Er sagte: „Es ist für jedermann eine andere Erfahrung –– dieses erste Töten, meine ich. Was mir damals wiederfahren ist –– naja, es ist etwas ganz anderes, als das, was dir gestern wiederfahren ist. Ich habe den Mann, den ich erschossen hatte, nicht gesehen, bis er tot war. Es hat sich nicht so persönlich angefühlt, so... naja, ich habe keine wirkliche Ahnung, wie es sich für dich anfühlt.“
Bei diesem Worten zuckte Riley zusammen.
Einen Augenblick lang sah sie wieder dieses unschuldige junge Gesicht mit toten Augen in den Schneefall hinaufstarren. So gut es ihr auch getan hatte vorhin mit Frankie darüber zu sprechen, wusste Riley, dass sie immer noch mit vielem zu kämpfen hatte.
Und es wird seine Zeit brauchen, dachte sie.
Crivaro tätschelte ihre Schulter.
„Na, willst du darüber sprechen?“, sagte er.
Riley dachte einen Moment lang nach und schüttelte dann den Kopf.
„Das ist vielleicht auch besser so“, sagte Crivaro. „Ich bin nicht der Typ, der dir da weiterhelfen kann. Ich habe nicht das richtige Feingefühl. Du musst wirklich mit einem Therapeuten sprechen, genau wie Lehl dich angewiesen hat. Versprich mir, dass du einen Termin ausmachst, sobald wir wieder in Quantico gelandet sind.“
„Ich verspreche es“, sagte Riley.
Doch sie spürte eine akute Angst, als sie diese Worte sagte.
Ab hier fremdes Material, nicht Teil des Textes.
impl Value {
    /// Check if this value is NULL.
    pub fn is_null(&self) -> bool {
        matches!(self, Value::Null)
    }

    /// NULL, an empty string, or an empty sequence.
    pub fn is_null_or_empty(&self) -> bool {
        match self {
            Value::Null => true,
            Value::Text(s) => s.is_empty(),
            Value::Bytes(b) => b.is_empty(),
            Value::Array(a) => a.is_empty(),
            _ => false,
        }
    }

    /// Get the value as text, if it is text.
    pub fn as_str(&self) -> Option<&str> {
        match self {
            Value::Text(s) => Some(s),
            _ => None,
        }
    }

    /// Widen any integer value to `i128`.
    pub fn as_i128(&self) -> Option<i128> {
        match self {
            Value::Bool(b) => Some(i128::from(*b)),
            Value::Byte(v) => Some(i128::from(*v)),
            Value::Short(v) => Some(i128::from(*v)),
            Value::UShort(v) => Some(i128::from(*v)),
            Value::Int(v) => Some(i128::from(*v)),
            Value::UInt(v) => Some(i128::from(*v)),
            Value::Long(v) => Some(i128::from(*v)),
            Value::ULong(v) => Some(i128::from(*v)),
            Value::Float(v) if v.fract() == 0.0 => Some(*v as i128),
            Value::Double(v) if v.fract() == 0.0 => Some(*v as i128),
            Value::Decimal(d) if d.fract().is_zero() => d.to_i128(),
            _ => None,
        }
    }

    /// Get the value as `f64` if it is numeric.
    pub fn as_f64(&self) -> Option<f64> {
        match self {
            Value::Float(v) => Some(f64::from(*v)),
            Value::Double(v) => Some(*v),
            Value::Decimal(d) => d.to_f64(),
            other => other.as_i128().map(|v| v as f64),
        }
    }

    /// Name of the variant, for diagnostics.
    pub fn type_name(&self) -> &'static str {
        match self {
            Value::Null => "null",
            Value::Bool(_) => "bool",
            Value::Byte(_) => "byte",
            Value::Short(_) => "short",
            Value::UShort(_) => "ushort",
            Value::Int(_) => "int",
            Value::UInt(_) => "uint",
            Value::Long(_) => "long",
            Value::ULong(_) => "ulong",
            Value::Float(_) => "float",
            Value::Double(_) => "double",
            Value::Decimal(_) => "decimal",
            Value::Text(_) => "string",
            Value::Bytes(_) => "bytes",
            Value::DateTime(_) => "datetime",
            Value::Uuid(_) => "guid",
            Value::Array(_) => "array",
        }
    }

    /// Whether the value already has the representation of `ty`.
    ///
    /// NULL conforms to every type; requiredness is a separate check.
    pub fn conforms_to(&self, ty: &FieldType) -> bool {
        match (ty, self) {
            (_, Value::Null) => true,
            (FieldType::Object | FieldType::Other(_), _) => true,
            (FieldType::String, Value::Text(_))
            | (FieldType::Decimal, Value::Decimal(_))
            | (FieldType::Bool, Value::Bool(_))
            | (FieldType::Byte, Value::Byte(_))
            | (FieldType::Short, Value::Short(_))
            | (FieldType::UShort, Value::UShort(_))
            | (FieldType::Int, Value::Int(_))
            | (FieldType::UInt, Value::UInt(_))
            | (FieldType::Long, Value::Long(_))
            | (FieldType::ULong, Value::ULong(_))
            | (FieldType::Float, Value::Float(_))
            | (FieldType::Double, Value::Double(_))
            | (FieldType::DateTime, Value::DateTime(_))
            | (FieldType::Guid, Value::Uuid(_))
            | (FieldType::Bytes, Value::Bytes(_)) => true,
            _ => false,
        }
    }

    /// Convert this value to the representation of `ty`.
    ///
    /// Textual input is parsed. An empty string becomes NULL for every type
    /// except `string`. Opaque and unrecognized types pass through. The error
    /// is a human-readable reason, not an [`Error`], because a failed
    /// coercion is a data fault.
    pub fn coerce_to(self, ty: &FieldType) -> std::result::Result<Value, String> {
        if self.is_null() || self.conforms_to(ty) {
            return Ok(self);
        }
        if let Value::Text(s) = &self {
            if s.trim().is_empty() && *ty != FieldType::String {
                return Ok(Value::Null);
            }
        }
        let fail = |v: &Value| format!("cannot convert {} '{}' to {}", v.type_name(), v, ty);

        let out = match ty {
            FieldType::String => match &self {
                Value::Array(_) => None,
                other => Some(Value::Text(other.to_string())),
            },
            FieldType::Bool => match &self {
                Value::Text(s) => parse_bool(s).map(Value::Bool),
                other => other.as_i128().map(|v| Value::Bool(v != 0)),
            },
            FieldType::Decimal => match &self {
                Value::Text(s) => Decimal::from_str(s.trim()).ok().map(Value::Decimal),
                Value::Float(v) => Decimal::from_f32(*v).map(Value::Decimal),
                Value::Double(v) => Decimal::from_f64(*v).map(Value::Decimal),
                other => other.as_i128().and_then(Decimal::from_i128).map(Value::Decimal),
            },
            FieldType::Float => self.numeric_f64().map(|v| Value::Float(v as f32)),
            FieldType::Double => self.numeric_f64().map(Value::Double),
            t if t.is_integer() => self.integer().and_then(|v| integer_as(t, v)),
            FieldType::DateTime => match &self {
                Value::Text(s) => parse_datetime(s).map(Value::DateTime),
                _ => None,
            },
            FieldType::Guid => match &self {
                Value::Text(s) => Uuid::parse_str(s.trim()).ok().map(Value::Uuid),
                Value::Bytes(b) => Uuid::from_slice(b).ok().map(Value::Uuid),
                _ => None,
            },
            FieldType::Bytes => match &self {
                Value::Text(s) => Some(Value::Bytes(s.as_bytes().to_vec())),
                Value::Byte(b) => Some(Value::Bytes(vec![*b])),
                _ => None,
            },
            _ => Some(self.clone()),
        };
        out.ok_or_else(|| fail(&self))
    }

    fn integer(&self) -> Option<i128> {
        match self {
            Value::Text(s) => {
                let t = s.trim();
                t.parse::<i128>()
                    .ok()
                    .or_else(|| Decimal::from_str(t).ok().filter(|d| d.fract().is_zero()).and_then(|d| d.to_i128()))
            }
            other => other.as_i128(),
        }
    }

    fn numeric_f64(&self) -> Option<f64> {
        match self {
            Value::Text(s) => s.trim().parse::<f64>().ok(),
            other => other.as_f64(),
        }
    }

    /// Convert to a JSON value.
    ///
    /// Decimals are emitted as strings to preserve precision.
    pub fn to_json(&self) -> serde_json::Value {
        use serde_json::Value as J;
        match self {
            Value::Null => J::Null,
            Value::Bool(b) => J::Bool(*b),
            Value::Byte(v) => J::from(*v),
            Value::Short(v) => J::from(*v),
            Value::UShort(v) => J::from(*v),
            Value::Int(v) => J::from(*v),
            Value::UInt(v) => J::from(*v),
            Value::Long(v) => J::from(*v),
            Value::ULong(v) => J::from(*v),
            Value::Float(v) => J::from(f64::from(*v)),
            Value::Double(v) => J::from(*v),
            Value::Decimal(d) => J::String(d.to_string()),
            Value::Text(s) => J::String(s.clone()),
            Value::Bytes(b) => J::Array(b.iter().map(|x| J::from(*x)).collect()),
            Value::DateTime(dt) => J::String(dt.format("%Y-%m-%dT%H:%M:%S%.f").to_string()),
            Value::Uuid(u) => J::String(u.to_string()),
            Value::Array(items) => J::Array(items.iter().map(Value::to_json).collect()),
        }
    }

    /// Convert from a JSON value. Objects are kept as their JSON text.
    pub fn from_json(json: &serde_json::Value) -> Value {
        use serde_json::Value as J;
        match json {
            J::Null => Value::Null,
            J::Bool(b) => Value::Bool(*b),
            J::Number(n) => {
                if let Some(i) = n.as_i64() {
                    Value::Long(i)
                } else if let Some(u) = n.as_u64() {
                    Value::ULong(u)
                } else {
                    Value::Double(n.as_f64().unwrap_or_default())
                }
            }
            J::String(s) => Value::Text(s.clone()),
            J::Array(items) => Value::Array(items.iter().map(Value::from_json).collect()),
            J::Object(_) => Value::Text(json.to_string()),
        }
    }
}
Sie fragte sich, wie sie über diese schrecklichen Dinge mit einem Unbekannten sprechen sollte. Wie sollte ihr das helfen?
Und wieso geht es überhaupt irgendjemanden etwas an?
Kann ich mich da nicht irgendwie rauswinden?
Doch natürlich wusste sie, dass sie es nicht konnte. Ein Befehl war ein Befehl, und ein Versprechen ein Versprechen.
Und überhaupt, sie und Crivaro waren kurz davor einem möglichen Serienmörder nachzujagen.
Ich habe wahrscheinlich schlimmere Dinge vor mir, als einen Arztbesuch, dachte sie sich mit einem bitteren Lächeln.